ASSIGNED TASK
Lines in which "PostgresAdminRepository" appears should be pulled from the data below.

EXERCISE MATERIALS
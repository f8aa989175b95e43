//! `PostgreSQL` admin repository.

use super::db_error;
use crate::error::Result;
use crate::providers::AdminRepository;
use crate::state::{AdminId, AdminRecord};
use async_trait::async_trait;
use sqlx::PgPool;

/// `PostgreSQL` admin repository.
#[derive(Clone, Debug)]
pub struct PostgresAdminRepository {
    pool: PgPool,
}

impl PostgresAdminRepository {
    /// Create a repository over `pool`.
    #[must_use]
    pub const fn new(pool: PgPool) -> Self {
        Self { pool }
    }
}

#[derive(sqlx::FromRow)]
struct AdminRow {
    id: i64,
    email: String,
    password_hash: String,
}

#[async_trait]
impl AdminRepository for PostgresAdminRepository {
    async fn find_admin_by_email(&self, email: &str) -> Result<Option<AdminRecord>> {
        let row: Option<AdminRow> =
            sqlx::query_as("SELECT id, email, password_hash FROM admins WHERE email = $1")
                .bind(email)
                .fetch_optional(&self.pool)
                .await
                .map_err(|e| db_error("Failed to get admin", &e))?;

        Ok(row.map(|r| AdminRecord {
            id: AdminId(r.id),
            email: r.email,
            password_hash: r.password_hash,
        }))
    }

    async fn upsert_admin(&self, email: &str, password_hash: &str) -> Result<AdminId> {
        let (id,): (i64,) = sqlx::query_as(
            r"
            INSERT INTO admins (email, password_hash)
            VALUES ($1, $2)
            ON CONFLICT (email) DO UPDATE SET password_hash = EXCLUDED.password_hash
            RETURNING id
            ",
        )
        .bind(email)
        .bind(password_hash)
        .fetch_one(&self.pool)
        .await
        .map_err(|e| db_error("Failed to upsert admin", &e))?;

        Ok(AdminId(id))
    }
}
==
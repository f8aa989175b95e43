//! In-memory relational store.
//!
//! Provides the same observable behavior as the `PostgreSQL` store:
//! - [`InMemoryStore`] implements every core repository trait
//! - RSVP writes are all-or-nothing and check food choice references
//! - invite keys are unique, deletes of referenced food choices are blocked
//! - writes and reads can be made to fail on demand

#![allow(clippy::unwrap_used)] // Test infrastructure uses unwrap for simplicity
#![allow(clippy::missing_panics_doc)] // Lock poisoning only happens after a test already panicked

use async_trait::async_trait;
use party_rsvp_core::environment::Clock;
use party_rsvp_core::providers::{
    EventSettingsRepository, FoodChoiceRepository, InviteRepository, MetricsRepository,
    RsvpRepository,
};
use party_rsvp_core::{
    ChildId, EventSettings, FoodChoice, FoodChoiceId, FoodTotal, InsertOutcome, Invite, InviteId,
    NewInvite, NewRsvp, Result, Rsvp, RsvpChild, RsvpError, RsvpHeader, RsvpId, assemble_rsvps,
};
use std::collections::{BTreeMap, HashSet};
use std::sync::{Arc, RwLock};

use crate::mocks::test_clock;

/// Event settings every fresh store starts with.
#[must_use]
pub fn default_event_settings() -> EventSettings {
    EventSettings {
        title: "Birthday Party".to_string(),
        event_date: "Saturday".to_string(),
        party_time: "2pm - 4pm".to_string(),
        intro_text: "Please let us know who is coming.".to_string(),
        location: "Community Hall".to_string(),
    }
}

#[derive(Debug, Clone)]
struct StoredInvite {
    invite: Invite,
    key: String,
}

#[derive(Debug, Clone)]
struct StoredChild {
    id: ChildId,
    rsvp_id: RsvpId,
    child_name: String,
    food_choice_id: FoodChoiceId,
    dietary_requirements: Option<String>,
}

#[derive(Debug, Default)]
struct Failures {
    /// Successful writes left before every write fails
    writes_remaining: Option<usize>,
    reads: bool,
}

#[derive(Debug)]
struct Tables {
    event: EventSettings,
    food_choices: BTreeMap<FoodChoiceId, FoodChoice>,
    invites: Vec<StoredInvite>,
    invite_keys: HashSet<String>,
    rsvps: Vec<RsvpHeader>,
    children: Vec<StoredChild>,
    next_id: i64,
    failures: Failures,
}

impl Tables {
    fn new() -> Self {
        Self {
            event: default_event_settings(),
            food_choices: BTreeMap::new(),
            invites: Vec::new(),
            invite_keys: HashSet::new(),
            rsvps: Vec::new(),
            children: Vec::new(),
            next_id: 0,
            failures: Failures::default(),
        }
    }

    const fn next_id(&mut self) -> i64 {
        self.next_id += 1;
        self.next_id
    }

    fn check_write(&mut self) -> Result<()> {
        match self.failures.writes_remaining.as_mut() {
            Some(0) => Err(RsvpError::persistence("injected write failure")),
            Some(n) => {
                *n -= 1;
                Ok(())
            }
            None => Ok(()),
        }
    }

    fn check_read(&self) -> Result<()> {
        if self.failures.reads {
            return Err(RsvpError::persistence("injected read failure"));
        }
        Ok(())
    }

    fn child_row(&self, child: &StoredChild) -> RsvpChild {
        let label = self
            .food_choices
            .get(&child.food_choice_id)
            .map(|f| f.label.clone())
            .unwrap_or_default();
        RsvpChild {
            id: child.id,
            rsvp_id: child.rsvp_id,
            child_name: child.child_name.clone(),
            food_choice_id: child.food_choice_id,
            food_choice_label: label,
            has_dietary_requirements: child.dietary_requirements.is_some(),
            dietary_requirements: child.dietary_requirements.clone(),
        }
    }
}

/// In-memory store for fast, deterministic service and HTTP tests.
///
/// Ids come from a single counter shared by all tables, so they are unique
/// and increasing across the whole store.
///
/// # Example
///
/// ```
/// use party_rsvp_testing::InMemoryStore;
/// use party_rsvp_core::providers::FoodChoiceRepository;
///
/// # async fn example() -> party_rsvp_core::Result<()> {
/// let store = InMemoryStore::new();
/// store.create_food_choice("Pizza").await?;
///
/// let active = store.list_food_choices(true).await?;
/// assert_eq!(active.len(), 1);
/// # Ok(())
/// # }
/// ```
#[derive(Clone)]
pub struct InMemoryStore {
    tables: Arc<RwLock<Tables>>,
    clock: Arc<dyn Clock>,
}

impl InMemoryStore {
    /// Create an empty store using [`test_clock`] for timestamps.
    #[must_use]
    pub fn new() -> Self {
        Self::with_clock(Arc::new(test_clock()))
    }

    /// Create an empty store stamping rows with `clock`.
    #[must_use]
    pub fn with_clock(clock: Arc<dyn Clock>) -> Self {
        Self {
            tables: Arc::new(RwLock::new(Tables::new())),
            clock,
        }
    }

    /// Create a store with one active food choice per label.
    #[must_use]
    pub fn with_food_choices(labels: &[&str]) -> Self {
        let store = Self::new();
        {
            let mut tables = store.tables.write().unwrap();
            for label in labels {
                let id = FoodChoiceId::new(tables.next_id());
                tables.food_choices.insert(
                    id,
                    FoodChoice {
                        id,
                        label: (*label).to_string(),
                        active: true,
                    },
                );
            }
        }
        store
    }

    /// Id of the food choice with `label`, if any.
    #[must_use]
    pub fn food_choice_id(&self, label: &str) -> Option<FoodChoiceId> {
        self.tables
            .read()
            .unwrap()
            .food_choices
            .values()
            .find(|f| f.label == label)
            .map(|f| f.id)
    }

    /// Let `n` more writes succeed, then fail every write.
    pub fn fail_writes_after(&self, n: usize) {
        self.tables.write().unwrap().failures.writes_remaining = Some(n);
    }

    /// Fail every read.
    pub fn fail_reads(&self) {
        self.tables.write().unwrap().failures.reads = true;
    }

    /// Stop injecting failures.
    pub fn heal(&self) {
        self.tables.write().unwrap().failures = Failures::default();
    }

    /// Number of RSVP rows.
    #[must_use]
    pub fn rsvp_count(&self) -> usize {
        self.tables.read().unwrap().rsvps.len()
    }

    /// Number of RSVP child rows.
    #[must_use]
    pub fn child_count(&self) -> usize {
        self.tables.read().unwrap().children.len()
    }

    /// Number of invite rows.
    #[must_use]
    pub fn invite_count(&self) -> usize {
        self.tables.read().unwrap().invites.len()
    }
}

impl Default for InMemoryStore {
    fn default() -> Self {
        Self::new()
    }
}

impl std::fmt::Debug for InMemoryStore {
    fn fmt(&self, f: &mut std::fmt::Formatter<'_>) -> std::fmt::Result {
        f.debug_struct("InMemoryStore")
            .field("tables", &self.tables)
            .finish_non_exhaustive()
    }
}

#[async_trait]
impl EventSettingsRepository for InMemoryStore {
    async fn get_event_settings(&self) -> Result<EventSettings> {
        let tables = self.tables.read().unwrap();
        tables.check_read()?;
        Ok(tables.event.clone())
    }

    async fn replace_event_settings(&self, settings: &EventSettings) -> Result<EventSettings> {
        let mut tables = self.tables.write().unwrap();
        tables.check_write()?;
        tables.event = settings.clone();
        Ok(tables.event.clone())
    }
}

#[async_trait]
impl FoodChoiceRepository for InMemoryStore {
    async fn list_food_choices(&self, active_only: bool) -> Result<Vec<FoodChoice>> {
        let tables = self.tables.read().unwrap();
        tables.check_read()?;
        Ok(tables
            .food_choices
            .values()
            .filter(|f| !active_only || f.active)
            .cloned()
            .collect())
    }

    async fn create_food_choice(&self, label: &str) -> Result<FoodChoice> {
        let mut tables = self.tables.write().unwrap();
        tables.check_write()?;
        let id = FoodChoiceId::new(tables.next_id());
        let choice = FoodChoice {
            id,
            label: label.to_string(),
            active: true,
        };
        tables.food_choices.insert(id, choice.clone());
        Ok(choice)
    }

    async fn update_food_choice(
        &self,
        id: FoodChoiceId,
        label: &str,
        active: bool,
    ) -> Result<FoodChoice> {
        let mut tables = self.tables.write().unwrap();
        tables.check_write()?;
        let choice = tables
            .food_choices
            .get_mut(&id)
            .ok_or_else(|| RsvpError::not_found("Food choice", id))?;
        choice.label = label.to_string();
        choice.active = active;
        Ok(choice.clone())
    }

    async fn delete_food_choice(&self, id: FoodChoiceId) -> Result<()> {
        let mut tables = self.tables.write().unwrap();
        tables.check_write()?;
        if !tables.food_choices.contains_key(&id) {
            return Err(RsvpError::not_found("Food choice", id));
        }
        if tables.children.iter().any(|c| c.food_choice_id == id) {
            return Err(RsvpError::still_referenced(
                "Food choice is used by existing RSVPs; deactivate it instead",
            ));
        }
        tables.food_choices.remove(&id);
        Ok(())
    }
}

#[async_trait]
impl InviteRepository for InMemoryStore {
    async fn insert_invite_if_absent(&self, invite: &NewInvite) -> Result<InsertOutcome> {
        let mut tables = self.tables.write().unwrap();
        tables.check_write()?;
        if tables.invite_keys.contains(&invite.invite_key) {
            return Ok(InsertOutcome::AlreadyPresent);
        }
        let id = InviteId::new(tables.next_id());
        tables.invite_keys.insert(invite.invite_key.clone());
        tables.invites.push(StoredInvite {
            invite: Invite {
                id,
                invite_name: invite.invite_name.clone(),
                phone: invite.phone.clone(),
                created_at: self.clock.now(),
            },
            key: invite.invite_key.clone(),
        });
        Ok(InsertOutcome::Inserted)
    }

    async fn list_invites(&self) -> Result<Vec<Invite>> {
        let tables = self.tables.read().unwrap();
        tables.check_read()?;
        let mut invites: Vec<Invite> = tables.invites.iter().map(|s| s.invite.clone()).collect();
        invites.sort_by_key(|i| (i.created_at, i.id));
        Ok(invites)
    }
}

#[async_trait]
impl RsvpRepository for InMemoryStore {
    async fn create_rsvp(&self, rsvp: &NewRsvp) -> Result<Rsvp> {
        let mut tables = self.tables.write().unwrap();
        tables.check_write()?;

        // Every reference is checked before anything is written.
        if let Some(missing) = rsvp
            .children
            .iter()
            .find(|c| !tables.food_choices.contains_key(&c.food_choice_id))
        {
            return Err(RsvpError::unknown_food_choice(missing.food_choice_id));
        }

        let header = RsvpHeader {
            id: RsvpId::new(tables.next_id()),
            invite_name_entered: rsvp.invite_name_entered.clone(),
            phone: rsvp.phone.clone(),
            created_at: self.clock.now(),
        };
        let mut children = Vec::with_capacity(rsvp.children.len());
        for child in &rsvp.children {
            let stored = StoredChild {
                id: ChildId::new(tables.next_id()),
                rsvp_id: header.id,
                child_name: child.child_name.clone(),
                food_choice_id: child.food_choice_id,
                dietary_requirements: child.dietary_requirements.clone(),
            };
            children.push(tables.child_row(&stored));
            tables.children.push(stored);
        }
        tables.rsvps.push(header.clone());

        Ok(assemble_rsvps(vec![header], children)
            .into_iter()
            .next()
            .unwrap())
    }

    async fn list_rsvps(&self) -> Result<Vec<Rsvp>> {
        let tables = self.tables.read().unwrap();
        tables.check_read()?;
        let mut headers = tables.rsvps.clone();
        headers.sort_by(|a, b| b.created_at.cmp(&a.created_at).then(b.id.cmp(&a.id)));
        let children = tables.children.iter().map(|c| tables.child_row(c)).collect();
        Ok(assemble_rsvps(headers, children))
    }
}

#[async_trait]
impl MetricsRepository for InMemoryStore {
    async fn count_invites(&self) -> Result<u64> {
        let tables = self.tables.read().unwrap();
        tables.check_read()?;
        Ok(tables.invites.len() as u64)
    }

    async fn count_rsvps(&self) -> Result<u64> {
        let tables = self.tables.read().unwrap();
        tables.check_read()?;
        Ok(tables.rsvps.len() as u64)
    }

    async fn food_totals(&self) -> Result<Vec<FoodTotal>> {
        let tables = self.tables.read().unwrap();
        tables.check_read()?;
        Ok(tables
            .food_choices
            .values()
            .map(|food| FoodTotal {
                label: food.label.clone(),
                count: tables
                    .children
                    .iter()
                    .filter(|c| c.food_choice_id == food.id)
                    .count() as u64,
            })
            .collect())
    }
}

RESPONSE AREA
pub struct PostgresAdminRepository {
impl PostgresAdminRepository {
impl AdminRepository for PostgresAdminRepository {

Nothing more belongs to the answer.